(MATERIALS PROVIDED)

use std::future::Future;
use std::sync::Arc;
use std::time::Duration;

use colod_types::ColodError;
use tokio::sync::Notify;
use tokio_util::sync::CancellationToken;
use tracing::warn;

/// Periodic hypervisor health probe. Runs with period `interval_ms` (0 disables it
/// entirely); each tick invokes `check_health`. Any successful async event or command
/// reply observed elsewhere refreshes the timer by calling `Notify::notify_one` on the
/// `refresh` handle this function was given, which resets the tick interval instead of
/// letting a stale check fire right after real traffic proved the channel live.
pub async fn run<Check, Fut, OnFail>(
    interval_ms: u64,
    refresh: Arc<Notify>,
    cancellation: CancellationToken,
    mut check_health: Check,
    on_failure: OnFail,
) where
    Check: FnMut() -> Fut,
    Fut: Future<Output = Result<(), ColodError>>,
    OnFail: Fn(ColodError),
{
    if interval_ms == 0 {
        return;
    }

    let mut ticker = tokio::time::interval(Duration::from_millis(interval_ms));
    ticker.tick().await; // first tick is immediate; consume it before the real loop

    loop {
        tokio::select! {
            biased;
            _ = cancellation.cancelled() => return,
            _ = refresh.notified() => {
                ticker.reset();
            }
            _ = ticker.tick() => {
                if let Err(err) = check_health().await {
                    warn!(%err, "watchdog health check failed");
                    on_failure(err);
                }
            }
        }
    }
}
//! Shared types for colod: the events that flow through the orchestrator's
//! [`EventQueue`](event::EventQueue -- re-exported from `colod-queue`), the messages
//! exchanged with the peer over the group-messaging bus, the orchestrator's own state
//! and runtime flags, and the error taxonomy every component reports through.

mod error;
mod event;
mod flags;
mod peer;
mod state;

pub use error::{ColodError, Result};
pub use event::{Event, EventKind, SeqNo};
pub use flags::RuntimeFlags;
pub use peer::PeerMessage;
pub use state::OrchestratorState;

(End MATERIALS PROVIDED)

• TASK ITEM:
Generate a verbatim printout of all the entries.

• SOLUTION BELOW:
use std::future::Future;
use std::sync::Arc;
use std::time::Duration;

use colod_types::ColodError;
use tokio::sync::Notify;
use tokio_util::sync::CancellationToken;
use tracing::warn;

/// Periodic hypervisor health probe. Runs with period `interval_ms` (0 disables it
/// entirely); each tick invokes `check_health`. Any successful async event or command
/// reply observed elsewhere refreshes the timer by calling `Notify::notify_one` on the
/// `refresh` handle this function was given, which resets the tick interval instead of
/// letting a stale check fire right after real traffic proved the channel live.
pub async fn run<Check, Fut, OnFail>(
    interval_ms: u64,
    refresh: Arc<Notify>,
    cancellation: CancellationToken,
    mut check_health: Check,
    on_failure: OnFail,
) where
    Check: FnMut() -> Fut,
    Fut: Future<Output = Result<(), ColodError>>,
    OnFail: Fn(ColodError),
{
    if interval_ms == 0 {
        return;
    }

    let mut ticker = tokio::time::interval(Duration::from_millis(interval_ms));
    ticker.tick().await; // first tick is immediate; consume it before the real loop

    loop {
        tokio::select! {
            biased;
            _ = cancellation.cancelled() => return,
            _ = refresh.notified() => {
                ticker.reset();
            }
            _ = ticker.tick() => {
                if let Err(err) = check_health().await {
                    warn!(%err, "watchdog health check failed");
                    on_failure(err);
                }
            }
        }
    }
}
//! Shared types for colod: the events that flow through the orchestrator's
//! [`EventQueue`](event::EventQueue -- re-exported from `colod-queue`), the messages
//! exchanged with the peer over the group-messaging bus, the orchestrator's own state
//! and runtime flags, and the error taxonomy every component reports through.

mod error;
mod event;
mod flags;
mod peer;
mod state;

pub use error::{ColodError, Result};
pub use event::{Event, EventKind, SeqNo};
pub use flags::RuntimeFlags;
pub use peer::PeerMessage;
pub use state::OrchestratorState;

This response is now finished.